Could you please return each line of the data that has the word "retry"?
--- Data records ---
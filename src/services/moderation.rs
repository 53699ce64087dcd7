// src/services/moderation.rs

//! Regex title blocklist.

use regex::{Regex, RegexBuilder};

use super::ModerationPolicy;
use crate::error::Result;
use crate::models::ModerationConfig;

/// Blocks titles matching any configured pattern, and empty titles.
#[derive(Debug, Clone)]
pub struct TitleBlocklist {
    patterns: Vec<Regex>,
}

impl TitleBlocklist {
    pub fn new(config: &ModerationConfig) -> Result<Self> {
        let patterns = config
            .blocklist_patterns
            .iter()
            .map(|p| RegexBuilder::new(p).case_insensitive(true).build())
            .collect::<std::result::Result<Vec<_>, _>>()?;
        Ok(Self { patterns })
    }
}

impl ModerationPolicy for TitleBlocklist {
    fn is_blocked(&self, title: &str) -> bool {
        let title = title.trim();
        title.is_empty() || self.patterns.iter().any(|p| p.is_match(title))
    }
}
// src/utils/rate.rs

//! Request pacing shared across workers.

use std::time::Duration;

use tokio::sync::Mutex;
use tokio::time::{Instant, sleep_until};

/// Global pacing: consecutive `acquire` returns are at least `interval` apart.
///
/// The lock is held while waiting, so callers are served in arrival order
/// and the aggregate rate holds regardless of how many workers share it.
#[derive(Debug)]
pub struct RateGate {
    interval: Duration,
    next_start: Mutex<Option<Instant>>,
}

impl RateGate {
    pub fn new(interval: Duration) -> Self {
        Self {
            interval,
            next_start: Mutex::new(None),
        }
    }

    /// A gate that never waits.
    pub fn unpaced() -> Self {
        Self::new(Duration::ZERO)
    }

    pub async fn acquire(&self) {
        let mut next_start = self.next_start.lock().await;
        let now = Instant::now();
        let start = match *next_start {
            Some(at) if at > now => {
                sleep_until(at).await;
                at
            }
            _ => now,
        };
        *next_start = Some(start + self.interval);
    }
}

#[cfg(test)]
mod tests {
    use super::*;

    #[tokio::test(start_paused = true)]
    async fn gate_spaces_consecutive_starts() {
        let gate = RateGate::new(Duration::from_millis(500));
        let t0 = Instant::now();
        gate.acquire().await;
        gate.acquire().await;
        gate.acquire().await;
        assert_eq!(t0.elapsed(), Duration::from_millis(1000));
    }

    #[tokio::test(start_paused = true)]
    async fn unpaced_gate_never_waits() {
        let gate = RateGate::unpaced();
        let t0 = Instant::now();
        for _ in 0..5 {
            gate.acquire().await;
        }
        assert_eq!(t0.elapsed(), Duration::ZERO);
    }
}
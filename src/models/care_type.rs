//! Canonical care categories shared with the destination taxonomy.

use std::fmt;
use std::str::FromStr;

use serde::{Deserialize, Serialize};

use crate::error::AppError;

/// One normalized care category.
///
/// Variant order is the sort order used for every emitted set.
#[derive(Debug, Clone, Copy, PartialEq, Eq, PartialOrd, Ord, Hash, Serialize, Deserialize)]
pub enum CareType {
    #[serde(rename = "Assisted Living Community")]
    AssistedLivingCommunity,
    #[serde(rename = "Assisted Living Home")]
    AssistedLivingHome,
    #[serde(rename = "Independent Living")]
    IndependentLiving,
    #[serde(rename = "Memory Care")]
    MemoryCare,
    #[serde(rename = "Nursing Home")]
    NursingHome,
    #[serde(rename = "Home Care")]
    HomeCare,
}

impl CareType {
    /// Every canonical type, in sort order.
    pub const ALL: [CareType; 6] = [
        CareType::AssistedLivingCommunity,
        CareType::AssistedLivingHome,
        CareType::IndependentLiving,
        CareType::MemoryCare,
        CareType::NursingHome,
        CareType::HomeCare,
    ];

    /// Destination display name.
    pub fn as_str(&self) -> &'static str {
        match self {
            CareType::AssistedLivingCommunity => "Assisted Living Community",
            CareType::AssistedLivingHome => "Assisted Living Home",
            CareType::IndependentLiving => "Independent Living",
            CareType::MemoryCare => "Memory Care",
            CareType::NursingHome => "Nursing Home",
            CareType::HomeCare => "Home Care",
        }
    }

    /// The facility-scale type this home-scale type outranks, if any.
    pub fn facility_scale_peer(&self) -> Option<CareType> {
        match self {
            CareType::AssistedLivingHome => Some(CareType::AssistedLivingCommunity),
            _ => None,
        }
    }
}

impl fmt::Display for CareType {
    fn fmt(&self, f: &mut fmt::Formatter<'_>) -> fmt::Result {
        f.write_str(self.as_str())
    }
}

impl FromStr for CareType {
    type Err = AppError;

    /// Parse a destination display name (case-insensitive).
    fn from_str(s: &str) -> Result<Self, Self::Err> {
        let needle = s.trim();
        CareType::ALL
            .iter()
            .copied()
            .find(|t| t.as_str().eq_ignore_ascii_case(needle))
            .ok_or_else(|| AppError::validation(format!("unknown care type '{needle}'")))
    }
}

#[cfg(test)]
mod tests {
    use super::*;

    #[test]
    fn parses_display_names_case_insensitively() {
        assert_eq!(
            "memory care".parse::<CareType>().unwrap(),
            CareType::MemoryCare
        );
        assert_eq!(
            " Assisted Living Home ".parse::<CareType>().unwrap(),
            CareType::AssistedLivingHome
        );
        assert!("Day Spa".parse::<CareType>().is_err());
    }

    #[test]
    fn serde_uses_display_names() {
        let json = serde_json::to_string(&CareType::NursingHome).unwrap();
        assert_eq!(json, "\"Nursing Home\"");
        let back: CareType = serde_json::from_str(&json).unwrap();
        assert_eq!(back, CareType::NursingHome);
    }
}
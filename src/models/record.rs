//! Listing records as they move through the pipeline.
//!
//! `source_url` is the identity key at every stage and is never rewritten.

use std::collections::BTreeSet;

use chrono::{DateTime, Utc};
use serde::{Deserialize, Serialize};

use super::CareType;

/// One listing as harvested from a partition, before detail enrichment.
#[derive(Debug, Clone, PartialEq, Eq, Serialize, Deserialize)]
#[serde(deny_unknown_fields)]
pub struct RawRecord {
    /// Stable identity key
    pub source_url: String,

    pub title: String,

    /// Street line, or the whole address blob when the source does not split it
    #[serde(default)]
    pub street_address: String,

    #[serde(default)]
    pub city: String,

    #[serde(default)]
    pub region_code: String,

    #[serde(default)]
    pub postal_code: String,

    #[serde(default)]
    pub image_url: String,

    /// Attribute labels in the order the source shows them
    #[serde(default)]
    pub raw_attribute_labels: Vec<String>,
}

/// Secondary fields fetched from a record's own detail page.
#[derive(Debug, Clone, Default, PartialEq, Eq, Serialize, Deserialize)]
pub struct DetailFields {
    #[serde(default)]
    pub price_primary: String,

    #[serde(default)]
    pub price_secondary: String,

    #[serde(default)]
    pub second_occupant_fee: String,

    #[serde(default)]
    pub description: String,

    /// Full label list from the detail page (superset of the listing's)
    #[serde(default)]
    pub raw_attribute_labels: Vec<String>,

    #[serde(default)]
    pub source_last_modified: Option<DateTime<Utc>>,
}

/// A raw record merged with its detail fields.
#[derive(Debug, Clone, PartialEq, Eq, Serialize, Deserialize)]
pub struct EnrichedRecord {
    #[serde(flatten)]
    pub raw: RawRecord,

    pub price_primary: String,
    pub price_secondary: String,
    pub second_occupant_fee: String,
    pub description: String,
    pub source_last_modified: Option<DateTime<Utc>>,
}

impl EnrichedRecord {
    /// Merge detail fields into a raw record.
    ///
    /// Detail labels replace the listing labels when present; listing labels
    /// that the detail page dropped are kept after them.
    pub fn merge(mut raw: RawRecord, details: DetailFields) -> Self {
        if !details.raw_attribute_labels.is_empty() {
            let mut labels = details.raw_attribute_labels;
            for label in raw.raw_attribute_labels.drain(..) {
                if !labels.contains(&label) {
                    labels.push(label);
                }
            }
            raw.raw_attribute_labels = labels;
        }

        Self {
            raw,
            price_primary: details.price_primary,
            price_secondary: details.price_secondary,
            second_occupant_fee: details.second_occupant_fee,
            description: details.description,
            source_last_modified: details.source_last_modified,
        }
    }

    /// Carry a record forward without detail fields (enrichment failed).
    pub fn unenriched(raw: RawRecord) -> Self {
        Self::merge(raw, DetailFields::default())
    }

    pub fn source_url(&self) -> &str {
        &self.raw.source_url
    }

    pub fn title(&self) -> &str {
        &self.raw.title
    }
}

/// Address split into its parts.
#[derive(Debug, Clone, Default, PartialEq, Eq, Serialize, Deserialize)]
pub struct AddressParts {
    pub street: String,
    pub city: String,
    pub region: String,
    pub postal: String,
}

impl AddressParts {
    /// Rebuild `street[, city][, region postal]`, omitting absent parts.
    pub fn full(&self) -> String {
        let region_postal = [self.region.as_str(), self.postal.as_str()]
            .iter()
            .filter(|s| !s.is_empty())
            .copied()
            .collect::<Vec<_>>()
            .join(" ");

        [self.street.as_str(), self.city.as_str(), region_postal.as_str()]
            .iter()
            .filter(|s| !s.is_empty())
            .copied()
            .collect::<Vec<_>>()
            .join(", ")
    }

    pub fn is_empty(&self) -> bool {
        self.street.is_empty()
            && self.city.is_empty()
            && self.region.is_empty()
            && self.postal.is_empty()
    }
}

/// An enriched record after canonicalization.
#[derive(Debug, Clone, PartialEq, Eq, Serialize, Deserialize)]
pub struct CanonicalRecord {
    pub source_url: String,
    pub canonical_types: BTreeSet<CareType>,
    pub normalized_address: AddressParts,
}
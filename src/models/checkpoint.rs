//! Persisted run progress.

use std::collections::{BTreeMap, BTreeSet};

use serde::{Deserialize, Serialize};

use super::Partition;

/// Run lifecycle marker.
#[derive(Debug, Clone, Copy, PartialEq, Eq, Serialize, Deserialize)]
#[serde(rename_all = "snake_case")]
pub enum RunStatus {
    InProgress,
    Complete,
}

/// Durable record of which partitions a run has harvested.
///
/// A partition only enters `partitions_completed` together with the
/// location of its persisted raw records.
#[derive(Debug, Clone, PartialEq, Eq, Serialize, Deserialize)]
pub struct Checkpoint {
    pub run_id: String,

    #[serde(default)]
    pub partitions_completed: BTreeSet<String>,

    #[serde(default)]
    pub partitions_remaining: Vec<String>,

    /// Partition key to raw record file, relative to the run directory
    #[serde(default)]
    pub raw_record_locations: BTreeMap<String, String>,

    #[serde(default)]
    pub status: Option<RunStatus>,
}

impl Checkpoint {
    /// Fresh checkpoint with every partition remaining.
    pub fn new(run_id: impl Into<String>, partitions: &[Partition]) -> Self {
        Self {
            run_id: run_id.into(),
            partitions_completed: BTreeSet::new(),
            partitions_remaining: partitions.iter().map(|p| p.key.clone()).collect(),
            raw_record_locations: BTreeMap::new(),
            status: Some(RunStatus::InProgress),
        }
    }

    /// Record a partition as durably harvested.
    #[must_use]
    pub fn mark_partition_complete(mut self, key: &str, location: impl Into<String>) -> Self {
        self.partitions_remaining.retain(|k| k != key);
        self.partitions_completed.insert(key.to_string());
        self.raw_record_locations
            .insert(key.to_string(), location.into());
        self
    }

    /// Move a completed partition back to the queue.
    pub fn requeue(&mut self, key: &str) {
        self.partitions_completed.remove(key);
        self.raw_record_locations.remove(key);
        if !self.is_remaining(key) {
            self.partitions_remaining.push(key.to_string());
        }
    }

    pub fn is_complete(&self) -> bool {
        self.status == Some(RunStatus::Complete)
    }

    pub fn is_remaining(&self, key: &str) -> bool {
        self.partitions_remaining.iter().any(|k| k == key)
    }
}

#[cfg(test)]
mod tests {
    use super::*;

    fn partitions() -> Vec<Partition> {
        vec![Partition::new("AZ", "Arizona"), Partition::new("UT", "Utah")]
    }

    #[test]
    fn new_checkpoint_queues_everything() {
        let cp = Checkpoint::new("20250101_000000", &partitions());
        assert_eq!(cp.partitions_remaining, vec!["AZ", "UT"]);
        assert!(cp.partitions_completed.is_empty());
        assert_eq!(cp.status, Some(RunStatus::InProgress));
    }

    #[test]
    fn mark_complete_moves_partition_and_records_location() {
        let cp = Checkpoint::new("r", &partitions()).mark_partition_complete("AZ", "raw/AZ.json");
        assert_eq!(cp.partitions_remaining, vec!["UT"]);
        assert!(cp.partitions_completed.contains("AZ"));
        assert_eq!(cp.raw_record_locations["AZ"], "raw/AZ.json");
    }

    #[test]
    fn requeue_reverses_completion_once() {
        let mut cp =
            Checkpoint::new("r", &partitions()).mark_partition_complete("AZ", "raw/AZ.json");
        cp.requeue("AZ");
        cp.requeue("AZ");
        assert_eq!(cp.partitions_remaining, vec!["UT", "AZ"]);
        assert!(cp.partitions_completed.is_empty());
        assert!(cp.raw_record_locations.is_empty());
    }

    #[test]
    fn status_serializes_snake_case() {
        let mut cp = Checkpoint::new("r", &partitions());
        cp.status = Some(RunStatus::Complete);
        let json = serde_json::to_string(&cp).unwrap();
        assert!(json.contains("\"status\":\"complete\""));
    }
}
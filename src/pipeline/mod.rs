//! Pipeline stages for a sync run.
//!
//! - `sync`: orchestrates harvest, snapshot, enrichment, diff and artifacts
//! - `publish`: pushes a finished run's batches to the destination

pub mod diff;
pub mod enrich;
pub mod output;
pub mod publish;
pub mod retry;
pub mod snapshot;
pub mod sync;

pub use diff::{ClassifiedRecord, DiffCalculator, DiffOutcome, DiffResult, UpdateReason, classify};
pub use enrich::{EnrichmentProgress, EnrichmentReport, EnrichmentResult, EnrichmentScheduler};
pub use output::{ArtifactStore, FailureRecord};
pub use publish::{PublishReport, Publisher, publish_run};
pub use retry::RetryPolicy;
pub use snapshot::SnapshotCache;
pub use sync::{RunOptions, RunOutcome, SyncPipeline};

pub use crate::utils::RateGate;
---
Solution for this task:
pub mod retry;
pub use retry::RetryPolicy;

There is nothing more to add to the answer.